Sit Down and Shut Up, Hillary Clinton!

June 01, 2008 03:00 AM EST

For damn near 17 years, the American people have stood by helplessly while being forced to witness non-stop exaggerations, deception, distortion, and scandals perpetrated by one Hillary Rodham Clinton.Over that time, this arrogant, self-serving, lying b**** has been in our faces and on our television screens and radios, in our newspapers and magazines, in our books, and on the Internet. She has haunted America with her gall and crudeness as either First Lady, junior Senator from New York, or, most recently, candidate for the presidency.
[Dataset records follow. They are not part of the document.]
use chrono::Utc;
use contracts::shared::order_schema::{
    canonical_name, find_target_column, normalize_column_name, TARGET_COLUMN, TARGET_SYNONYMS,
    TRAINING_DATASET_CANDIDATES,
};
use contracts::usecases::common::UseCaseMetadata;
use contracts::usecases::u601_train_fraud_model::{SplitSizes, TrainFraudModel, TrainingReport};
use polars::prelude::*;
use std::path::{Path, PathBuf};
use thiserror::Error;

use super::split::stratified_split;
use super::target::{class_balance, coerce_labels, LabelError};
use crate::shared::config::{resolve_path, Config};
use crate::shared::data::artifact_store::{self, ArtifactError};
use crate::shared::features::{derive_time_features, prepare_features, EncoderMode, PipelineError};
use crate::shared::frame::{column_names, rename, rename_with, FrameError, RawTable};
use crate::shared::gbdt::metrics::classification_metrics;
use crate::shared::gbdt::{BoostingParams, FraudClassifier, GradientBoostedModel};

#[derive(Debug, Error)]
pub enum TrainError {
    #[error("no training dataset found in '{dir}' (looked for: {})", TRAINING_DATASET_CANDIDATES.join(", "))]
    NoDataset { dir: String },

    #[error("target column not found, accepted names: {}", TARGET_SYNONYMS.join(", "))]
    NoTargetColumn,

    #[error("target column '{column}', data row {row}: '{value}' is not a 0/1 label")]
    InvalidTarget {
        column: String,
        row: usize,
        value: String,
    },

    #[error("cannot split dataset: {0}")]
    DegenerateSplit(String),

    #[error("failed to read dataset: {0}")]
    Frame(#[from] FrameError),

    #[error(transparent)]
    Pipeline(#[from] PipelineError),

    #[error(transparent)]
    Artifact(#[from] ArtifactError),
}

/// Paths and parameters of one training run
#[derive(Debug, Clone)]
pub struct TrainSettings {
    /// Directory searched for the training dataset
    pub base_dir: PathBuf,
    pub model_path: PathBuf,
    pub encoder_path: PathBuf,
    pub report_path: PathBuf,
    pub threshold: f64,
    pub seed: u64,
    pub boosting: BoostingParams,
}

impl TrainSettings {
    pub fn from_config(config: &Config, base_dir: &Path) -> Self {
        Self {
            base_dir: base_dir.to_path_buf(),
            model_path: resolve_path(base_dir, &config.model.model_path),
            encoder_path: resolve_path(base_dir, &config.model.encoder_path),
            report_path: resolve_path(base_dir, &config.model.report_path),
            threshold: config.model.threshold,
            seed: config.training.seed,
            boosting: config.training.boosting.clone(),
        }
    }
}

/// First existing candidate file in `dir`
pub fn locate_dataset(dir: &Path) -> Result<PathBuf, TrainError> {
    TRAINING_DATASET_CANDIDATES
        .iter()
        .map(|name| dir.join(name))
        .find(|path| path.is_file())
        .ok_or_else(|| TrainError::NoDataset {
            dir: dir.display().to_string(),
        })
}

/// Dataset after column cleanup: features still typed, labels split off
struct LabeledFrame {
    frame: DataFrame,
    labels: Vec<u8>,
    source_target: String,
}

fn prepare_labeled_frame(raw: &RawTable) -> Result<LabeledFrame, TrainError> {
    let frame = rename_with(&raw.typed()?, normalize_column_name)?;
    let frame = rename_with(&frame, |name| canonical_name(name).unwrap_or(name).to_string())?;

    let names = column_names(&frame);
    let source_target =
        find_target_column(names.iter().map(String::as_str)).ok_or(TrainError::NoTargetColumn)?;
    let mut frame = rename(&frame, &source_target, TARGET_COLUMN)?;
    tracing::info!("Target column: '{}'", source_target);

    if let Some(date_col) = derive_time_features(&mut frame)? {
        tracing::info!("Time features derived from '{}'", date_col);
    } else {
        tracing::warn!("No creation date column, time features skipped");
    }

    let target = frame
        .drop_in_place(TARGET_COLUMN)
        .map_err(FrameError::from)?;
    let labels = coerce_labels(&target).map_err(|e| match e {
        LabelError::Invalid { row, value } => TrainError::InvalidTarget {
            column: source_target.clone(),
            row,
            value,
        },
        LabelError::Frame(e) => TrainError::Frame(e),
    })?;

    Ok(LabeledFrame {
        frame,
        labels,
        source_target,
    })
}

/// Executor для UseCase обучения модели фрода
pub struct TrainExecutor {
    settings: TrainSettings,
}

impl TrainExecutor {
    pub fn new(settings: TrainSettings) -> Self {
        Self { settings }
    }

    /// Найти датасет, обучить модель и сохранить артефакты
    pub fn execute(&self) -> Result<TrainingReport, TrainError> {
        let dataset = locate_dataset(&self.settings.base_dir)?;
        tracing::info!(
            "{}: loading training dataset {}",
            TrainFraudModel::full_name(),
            dataset.display()
        );
        let raw = RawTable::from_path(&dataset)?;
        self.train_from_table(&raw, &dataset)
    }

    pub fn train_from_table(&self, raw: &RawTable, dataset: &Path) -> Result<TrainingReport, TrainError> {
        let settings = &self.settings;
        let labeled = prepare_labeled_frame(raw)?;
        tracing::info!(
            "{} rows, {} feature columns, {}",
            labeled.labels.len(),
            labeled.frame.width(),
            class_balance(&labeled.labels)
        );

        let prepared = prepare_features(&labeled.frame, EncoderMode::Fit)?;
        let features = prepared.features;
        if features.width() == 0 {
            tracing::warn!("Dataset has no feature columns, the model will predict a constant");
        }

        let split =
            stratified_split(&labeled.labels, settings.seed).map_err(TrainError::DegenerateSplit)?;
        let pick = |idx: &[usize]| -> Vec<u8> { idx.iter().map(|&i| labeled.labels[i]).collect() };
        let (x_train, y_train) = (features.take_rows(&split.train), pick(&split.train));
        let (x_valid, y_valid) = (features.take_rows(&split.validation), pick(&split.validation));
        let (x_test, y_test) = (features.take_rows(&split.test), pick(&split.test));
        tracing::info!(
            "Split: train {}, validation {}, test {}",
            y_train.len(),
            y_valid.len(),
            y_test.len()
        );

        let model = GradientBoostedModel::fit(&x_train, &y_train, &x_valid, &y_valid, &settings.boosting)?;
        tracing::info!(
            "Best iteration {}, validation AUC {:?}",
            model.best_iteration(),
            model.best_validation_auc()
        );

        let test_proba = model.predict_proba(&x_test)?;
        let test_metrics = classification_metrics(&test_proba, &y_test, settings.threshold);
        tracing::info!(
            "Test: AUC {:?}, AP {:?}, precision {:.3}, recall {:.3}, F1 {:.3}",
            test_metrics.roc_auc,
            test_metrics.average_precision,
            test_metrics.precision,
            test_metrics.recall,
            test_metrics.f1
        );
        tracing::info!("Confusion matrix:\n{}", test_metrics.confusion);

        artifact_store::save_json(&settings.model_path, &model)?;
        let encoder_saved = match &prepared.fitted_encoder {
            Some(encoder) => {
                artifact_store::save_json(&settings.encoder_path, encoder)?;
                true
            }
            None => {
                if artifact_store::remove_stale(&settings.encoder_path)? {
                    tracing::info!(
                        "Removed stale encoder {}",
                        settings.encoder_path.display()
                    );
                }
                false
            }
        };

        let report = TrainingReport {
            dataset_path: dataset.display().to_string(),
            source_target_column: labeled.source_target,
            row_count: labeled.labels.len(),
            feature_names: features.names().to_vec(),
            split: SplitSizes {
                train: y_train.len(),
                validation: y_valid.len(),
                test: y_test.len(),
            },
            best_iteration: model.best_iteration(),
            validation_auc: model.best_validation_auc(),
            test_metrics,
            encoder_saved,
            trained_at: Utc::now(),
        };
        artifact_store::save_json(&settings.report_path, &report)?;
        tracing::info!("Model saved to {}", settings.model_path.display());

        Ok(report)
    }
}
Year after year, we have endured outrageous and criminal behavior from this sawed-off feminist hoodlum who, all things considered, probably deserves to be married to the equally repulsive creep known as Bill Clinton.Whether it was her fascist formula to fix health care and ram it down the throats of an unwilling American public, or the mysterious disappearance and reappearance of her Rose Law firm records, or the nepotism scandal called Travel Gate, Hillary has always been front and center when it comes to malfeasance and corruption.Just how did Hillary Rodham Clinton manage to convert a $12,000 cattle futures investment into a $100,000 profit in only 10 months? What really happened to Vince Foster? How close was she to being indicted by Ken Starr for her Whitewater shenanigans?

The answers to these and other questions will probably never be revealed fully, which means that Hillary Clinton will escape real justice.

Still, there is one bit of good news to celebrate: As early as June 3, Hillary Clinton's wretched campaign for the White House will die an ugly and humiliating death.

The American people will finally be empowered to silence this evil creature. Thank God!

Let the word go forth, from coast to coast and village to village:

Sit Down and Shut Up, Hillary Clinton!